Hair styling was done by Sydney Guilaroff.

===Music===
- "Made in Paris" - Trini Lopez (written by Burt Bacharach and Hal David)
- "Lottie" – Count Basie Orchestra
- "Skol Sister" – Count Basie Orchestra
Jazz music plays in the background for most of the film. Maggie Scott (Ann-Margret) performs a dance to a band in a Paris night club 55 minutes and 47 seconds into the film.

==Quotes==
- Ted: “Ms. Scott, are you bucking for sainthood?”
- Maggie: “No, no I’m just an average American girl. I have the foolish idea that I’d like to settle down in the suburbs with a man I love and have children, and maybe even have a station wagon, and two of those large dogs with hair in front of their eyes. I'm sure you think that's square Mr. Barclay.”
- Herb Stone: “Any American girl today has two completely different sets of morals. Back in the States, a girl, like Maggie, watches every step but she has her mind on just one thing, a wedding ring. Well, here in Paris, she has no chance of getting married so she lets her hair down. She does all the things she's always wanted to do. Plus, a few things that uh, she never thought of.”
- Mark Fontaine: “Do you know what you really want, Maggie? You want a thrilling evening of 'almost'. Yes, almost romance, almost love, almost sex. Maggie, I told you Paris would give you whatever you were looking for. You've got it. And you've put me in the position of a guide. Very well, very well, I hope I’ve given you proper service, Miss Scott. Now that we've shown you our best imitation of romance, what would you like to see next? The Eiffel Tower? The Arch of Triumph? Oh, I know the wax museum. Sex, lust, passion, but not real, not real, Miss Scott. Just the way you like it. Fake, all in one.”

==Reception==
===Critical response===
MGM was so impressed with Crenna's performance that it signed him to a three-picture deal.

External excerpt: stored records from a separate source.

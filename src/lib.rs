//! breakerd library.
//!
//! A line-oriented remote-command service for a simulated breaker panel.
//! Every line is authenticated and authorized on its own, applied to a
//! 256-byte register bank, and followed by a circuit-breaker interlock
//! pass.  The pure pipeline lives in [`app`]; sockets and credential
//! files are [`adapters`].

#![deny(unused_must_use)]

pub mod adapters;
pub mod app;
pub mod config;
pub mod error;
pub mod protocol;
pub mod registers;
pub mod safety;
pub mod session;

pub use app::service::{AppService, LineOutcome, ServiceOptions};
pub use config::ServerConfig;
pub use error::CommandError;
pub use registers::{Register, RegisterBank};
//! Integration test driver for `tests/integration/` submodule.
//!
//! Each `mod` below maps to a file that exercises a specific subsystem
//! against mock adapters.  Nothing here opens a socket or touches the
//! real credential file.

mod mock;
mod pipeline_tests;
mod session_tests;
//! Register bank — the simulated hardware state.
//!
//! 256 byte-wide slots addressed by a `u8` register id.  A handful of ids
//! carry semantic names; the rest are anonymous general-purpose slots.
//! Every slot always holds a value, so `get`/`set` are total.
//!
//! The bank performs no validation: any byte is legal in any slot.  Safety
//! meaning lives in [`crate::safety::Interlock`], not here.

use serde::{Deserialize, Serialize};

/// Number of addressable registers.
pub const REGISTER_COUNT: usize = 256;

/// Register identifier.  A full byte, so no id is ever out of range.
pub type RegisterId = u8;

/// Registers with reserved semantic names.
#[derive(Debug, Clone, Copy, PartialEq, Eq, Hash)]
#[repr(u8)]
pub enum Register {
    /// Default target when a client names nothing useful.
    Unused = 0,
    /// Potential read from the hardware.
    Voltage = 1,
    /// Current read from the hardware.
    Amperage = 2,
    /// Lowest voltage before the breaker trips.
    MinVoltage = 3,
    /// Highest voltage before the breaker trips.
    MaxVoltage = 4,
    /// 0 = open (tripped), non-zero = closed (armed).
    CircuitBreaker = 5,
}

impl Register {
    pub const ALL: [Self; 6] = [
        Self::Unused,
        Self::Voltage,
        Self::Amperage,
        Self::MinVoltage,
        Self::MaxVoltage,
        Self::CircuitBreaker,
    ];

    pub const fn id(self) -> RegisterId {
        self as u8
    }

    pub const fn name(self) -> &'static str {
        match self {
            Self::Unused => "unused",
            Self::Voltage => "voltage",
            Self::Amperage => "amperage",
            Self::MinVoltage => "min_voltage",
            Self::MaxVoltage => "max_voltage",
            Self::CircuitBreaker => "circuit_breaker",
        }
    }

    pub fn from_id(id: RegisterId) -> Option<Self> {
        Self::ALL.into_iter().find(|r| r.id() == id)
    }

    /// Exact, case-sensitive name lookup.
    pub fn from_name(name: &str) -> Option<Self> {
        Self::ALL.into_iter().find(|r| r.name() == name)
    }
}

/// Power-on values of the named registers.
#[derive(Debug, Clone, Copy, PartialEq, Eq, Serialize, Deserialize)]
#[serde(default)]
pub struct RegisterDefaults {
    pub voltage: u8,
    pub amperage: u8,
    pub min_voltage: u8,
    pub max_voltage: u8,
    pub circuit_breaker: u8,
}

impl Default for RegisterDefaults {
    fn default() -> Self {
        Self {
            voltage: 240,
            amperage: 0,
            min_voltage: 235,
            max_voltage: 245,
            circuit_breaker: 1,
        }
    }
}

/// The 256-slot register array.
#[derive(Debug, Clone, PartialEq, Eq)]
pub struct RegisterBank {
    slots: [u8; REGISTER_COUNT],
}

impl RegisterBank {
    /// Bank initialised with the standard power-on defaults.
    pub fn new() -> Self {
        Self::with_defaults(&RegisterDefaults::default())
    }

    pub fn with_defaults(defaults: &RegisterDefaults) -> Self {
        let mut bank = Self {
            slots: [0; REGISTER_COUNT],
        };
        bank.store(Register::Voltage, defaults.voltage);
        bank.store(Register::Amperage, defaults.amperage);
        bank.store(Register::MinVoltage, defaults.min_voltage);
        bank.store(Register::MaxVoltage, defaults.max_voltage);
        bank.store(Register::CircuitBreaker, defaults.circuit_breaker);
        bank
    }

    pub fn get(&self, id: RegisterId) -> u8 {
        self.slots[id as usize]
    }

    pub fn set(&mut self, id: RegisterId, value: u8) {
        self.slots[id as usize] = value;
    }

    /// Read a named register.
    pub fn load(&self, reg: Register) -> u8 {
        self.get(reg.id())
    }

    /// Write a named register.
    pub fn store(&mut self, reg: Register, value: u8) {
        self.set(reg.id(), value);
    }

    /// Semantic name of `id`, if it has one.
    pub fn name_of(id: RegisterId) -> Option<&'static str> {
        Register::from_id(id).map(Register::name)
    }

    /// Name for display: the semantic name, or `var[N]`.
    pub fn display_name(id: RegisterId) -> String {
        Self::name_of(id).map_or_else(|| format!("var[{id}]"), str::to_owned)
    }

    /// Every register that is named or holds a non-zero value, in id order.
    pub fn iter_visible(&self) -> impl Iterator<Item = (RegisterId, u8)> + '_ {
        self.slots
            .iter()
            .enumerate()
            .map(|(i, v)| (i as RegisterId, *v))
            .filter(|(id, v)| *v != 0 || Self::name_of(*id).is_some())
    }
}

impl Default for RegisterBank {
    fn default() -> Self {
        Self::new()
    }
}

The Los Angeles Times wrote that the film "was just not in the same class as Gigi" although Ann-Margret "gave her all."

Bosley Crowther of The New York Times wrote in his review: "the styles of his chignon creations are still pretty much the same as they were in the days when he was piling impossible tresses on fabulous stars. Likewise, the contents of this picture, which came to neighborhood theaters yesterday, fall into a pattern not dissimilar to that of movies made 30 years ago."

The staff at Variety wrote: "Stanley Roberts’ dull script, strongly reminiscent of yesteryear Doris Day-Rock Hudson-Cary Grant plots (but less effective), finds fashion buyer Ann-Margret rushed to Paris from the lecherous arms of her employer’s son (Chad Everett)."

Filmink wrote "This should have been fun – producer Joe Pasternak built his career on bright wish-fulfilment stuff like this – but it misses, hurt particularly by dodgy writing and uninspiring male leads."

===Release===
Made in Paris was released on DVD by Warner Home Video on June 22, 2009.